As we decompress from our political ups and downs of the last year of presidential racing, we can finally look forward to the start of the fall and winter holiday season.  In other words, it’s time to get ready for Thanksgiving.

Now you and I know that this holiday is centered around the three “Fs” of food, family and friends in that order. Unfortunately, after the cheer and joy of the day comes the love handles that were packed on and the leftovers that you bring home can continue to pack on those calories for weeks to come. Luckily I have a few tips to help you enjoy Thanksgiving while staying healthy and happy, but not hefty.

Bring on the veggies — At the heart of the meal, Thanksgiving is really a healthy occasion. It’s based in turkey and veggies, so let’s leave it that way. Try subbing starches like rice and potatoes for lighter veggie choices like roasted cauliflower and collards. If you’re going to go with the starches, look for healthier ways to prepare them. Sweet potatoes are a great complex carbohydrate option but leave the marshmallow and brown sugar in the cabinet. A few toppings like that can erase all the greatness inside them. Here’s a little tip: roast your sweet potatoes or yams a bit longer and watch the natural sweetness come out. Sprinkling a little cinnamon on it will help control your blood sugar.

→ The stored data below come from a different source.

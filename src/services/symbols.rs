//! Tracked symbol universe

use async_trait::async_trait;

use crate::services::error::SourceError;

/// Exchange suffix handling, e.g. `RELIANCE` <-> `RELIANCE.NS`
#[derive(Debug, Clone, PartialEq, Eq)]
pub struct SymbolFormat {
    suffix: String,
}

impl SymbolFormat {
    /// Exchange suffixes are matched without regard to case and emitted uppercase.
    pub fn new(suffix: impl Into<String>) -> Self {
        Self {
            suffix: suffix.into().trim().to_uppercase(),
        }
    }

    pub fn suffix(&self) -> &str {
        &self.suffix
    }

    /// Append the suffix unless already present; the symbol keeps its case.
    pub fn qualify(&self, symbol: &str) -> String {
        let symbol = symbol.trim();
        if self.suffix.is_empty() || strip_suffix_ignore_case(symbol, &self.suffix).is_some() {
            symbol.to_string()
        } else {
            format!("{}{}", symbol, self.suffix)
        }
    }

    /// Symbol with the suffix removed
    pub fn base<'a>(&self, symbol: &'a str) -> &'a str {
        strip_suffix_ignore_case(symbol, &self.suffix).unwrap_or(symbol)
    }
}

/// `symbol` without a trailing `suffix`, compared ASCII case-insensitively
pub fn strip_suffix_ignore_case<'a>(symbol: &'a str, suffix: &str) -> Option<&'a str> {
    if suffix.is_empty() || symbol.len() < suffix.len() {
        return None;
    }
    let split = symbol.len() - suffix.len();
    let (head, tail) = (symbol.get(..split)?, symbol.get(split..)?);
    tail.eq_ignore_ascii_case(suffix).then_some(head)
}

impl Default for SymbolFormat {
    fn default() -> Self {
        Self::new(".NS")
    }
}

#[async_trait]
pub trait SymbolSource: Send + Sync {
    /// Raw symbols, qualified later by the caller
    async fn list_symbols(&self) -> Result<Vec<String>, SourceError>;

    fn name(&self) -> &'static str;
}

/// Fixed list from configuration
#[derive(Debug, Clone)]
pub struct StaticSymbols {
    symbols: Vec<String>,
}

impl StaticSymbols {
    pub fn new<I, S>(symbols: I) -> Self
    where
        I: IntoIterator<Item = S>,
        S: Into<String>,
    {
        Self {
            symbols: symbols.into_iter().map(Into::into).collect(),
        }
    }
}

#[async_trait]
impl SymbolSource for StaticSymbols {
    async fn list_symbols(&self) -> Result<Vec<String>, SourceError> {
        Ok(self.symbols.clone())
    }

    fn name(&self) -> &'static str {
        "static"
    }
}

Post meal walk — Moving after a big meal is key to getting the body starting to digest the food properly and if you get a little bit of exercise on the day you eat the most, it doesn’t hurt. The key is planning this walk before you start the meal. This is a good way to spend some productive healthy time with your family while working off the meal. Consider hitting the gym or joining in a local “Turkey Trot” 5k the morning of Thanksgiving. The more you burn, the more you earn.

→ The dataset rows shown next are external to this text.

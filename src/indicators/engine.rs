//! Indicator engine: closes in, classified RSI/MACD values out

use serde::{Deserialize, Serialize};
use tracing::trace;

use crate::indicators::error::IndicatorError;
use crate::indicators::momentum::{
    calculate_macd, calculate_rsi, classify_crossover, classify_rsi, macd_min_closes,
};
use crate::models::indicators::{closes, Bar};
use crate::models::result::IndicatorValues;

/// Periods and thresholds used by the engine
#[derive(Debug, Clone, PartialEq, Serialize, Deserialize)]
pub struct IndicatorSettings {
    pub rsi_period: u32,
    pub macd_fast: u32,
    pub macd_slow: u32,
    pub macd_signal: u32,
    pub overbought: f64,
    pub oversold: f64,
}

impl Default for IndicatorSettings {
    fn default() -> Self {
        Self {
            rsi_period: 14,
            macd_fast: 12,
            macd_slow: 26,
            macd_signal: 9,
            overbought: 70.0,
            oversold: 30.0,
        }
    }
}

impl IndicatorSettings {
    /// Fewest bars that yield both indicators
    pub fn min_bars(&self) -> usize {
        (self.rsi_period as usize + 1).max(macd_min_closes(self.macd_slow, self.macd_signal))
    }
}

#[derive(Debug, Clone, Default)]
pub struct IndicatorEngine {
    settings: IndicatorSettings,
}

impl IndicatorEngine {
    pub fn new(settings: IndicatorSettings) -> Self {
        Self { settings }
    }

    pub fn settings(&self) -> &IndicatorSettings {
        &self.settings
    }

    /// Compute every value for the latest bar.
    ///
    /// `previous_histogram` is the symbol's histogram from the prior
    /// snapshot; when absent the histogram one bar earlier is used instead.
    pub fn evaluate(
        &self,
        bars: &[Bar],
        previous_histogram: Option<f64>,
    ) -> Result<IndicatorValues, IndicatorError> {
        let s = &self.settings;
        let closes = closes(bars);

        let rsi = calculate_rsi(&closes, s.rsi_period)?;
        let macd = calculate_macd(&closes, s.macd_fast, s.macd_slow, s.macd_signal)?;

        // calculate_rsi already rejected an empty series
        let last = bars.last().ok_or(IndicatorError::InsufficientData {
            indicator: "RSI",
            required: self.settings.min_bars(),
            available: 0,
        })?;

        let reference = previous_histogram.unwrap_or(macd.previous_histogram);
        let crossover = classify_crossover(Some(reference), macd.histogram);
        trace!(
            rsi = rsi.value,
            histogram = macd.histogram,
            reference,
            ?crossover,
            "Evaluated indicators"
        );

        Ok(IndicatorValues {
            price: last.close,
            rsi: rsi.value,
            rsi_signal: classify_rsi(rsi.value, s.overbought, s.oversold),
            macd: macd.macd,
            macd_signal_line: macd.signal,
            macd_histogram: macd.histogram,
            macd_crossover: crossover,
            volume: last.volume,
        })
    }
}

Change your attention — Yes Thanksgiving has a lot of food involved, but that’s not the only thing the holiday is about. Start to move your focus toward other aspects of the holiday like seeing family, watching the football game, watching the parade or any other traditions your friends and family have. If you’re constantly focused on food for the next two weeks, you’re way more likely to over eat and pack on extra weight over the holiday weekend.

Pack smart — Now where I’m from Thanksgiving isn’t Thanksgiving without a good take-home plate.  I won’t say don’t bring a plate home, but make sure you’re smart about it. Let Thanksgiving day be just that, one day. The food you’re bringing home should be things that you can incorporate into your normal healthy diet. If you wouldn’t normally eat it, then leave it at grandma’s. Pile on the turkey and veggies and leave the pies and cookies on the table. If you have the unfortunate duty of hosting the big day, make sure you have a plan to get the food out of your house ASAP. This is a great time to donate left overs to homeless shelters or push them on your guest. I’m OK with anything but looking at unhealthy foods for a week. The more you see it, the greater chance you’ll eat it.

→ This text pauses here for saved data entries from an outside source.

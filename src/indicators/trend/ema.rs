//! EMA (Exponential Moving Average) indicator

use crate::common::math;
use crate::indicators::error::{ensure_finite, IndicatorError};
use crate::models::indicators::EmaIndicator;

/// Calculate EMA for a specific period
pub fn calculate_ema(closes: &[f64], period: u32) -> Result<EmaIndicator, IndicatorError> {
    let series = calculate_ema_series(closes, period)?;
    let value = series.last().copied().ok_or(IndicatorError::InsufficientData {
        indicator: "EMA",
        required: period as usize,
        available: closes.len(),
    })?;

    Ok(EmaIndicator { value, period })
}

/// Validated EMA series; element `i` aligns with `closes[i + period - 1]`
pub fn calculate_ema_series(closes: &[f64], period: u32) -> Result<Vec<f64>, IndicatorError> {
    if period == 0 {
        return Err(IndicatorError::InvalidPeriod { indicator: "EMA" });
    }
    if closes.len() < period as usize {
        return Err(IndicatorError::InsufficientData {
            indicator: "EMA",
            required: period as usize,
            available: closes.len(),
        });
    }
    ensure_finite(closes)?;

    math::ema_series(closes, period as usize).ok_or(IndicatorError::InsufficientData {
        indicator: "EMA",
        required: period as usize,
        available: closes.len(),
    })
}
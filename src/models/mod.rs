//! Shared data models spanning the engine layers.

pub mod indicators;
pub mod result;

pub use indicators::{
    closes, Bar, EmaIndicator, MacdCrossover, MacdIndicator, RsiIndicator, RsiSignal,
};
pub use result::{IndicatorResult, IndicatorValues, SymbolError};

Drink smart — Sometimes the booze that does the worst damage. If you’re drinking wine, go for red dry wines and monitor your pours. Only refill your glass once it’s empty. Sometimes we constantly refill wine glasses and end up drinking a full bottle but think we only had one or two glasses. By finishing your wine, you will be more aware of how much you drink. If you’re king of the cocktail, remember to hit your drink with soda water or club soda to help balance your hydration and cut calories. Every calorie counts.

One really really bad eating day can take a week or more of workouts to recoup and get back on track.  Stay focused on you health.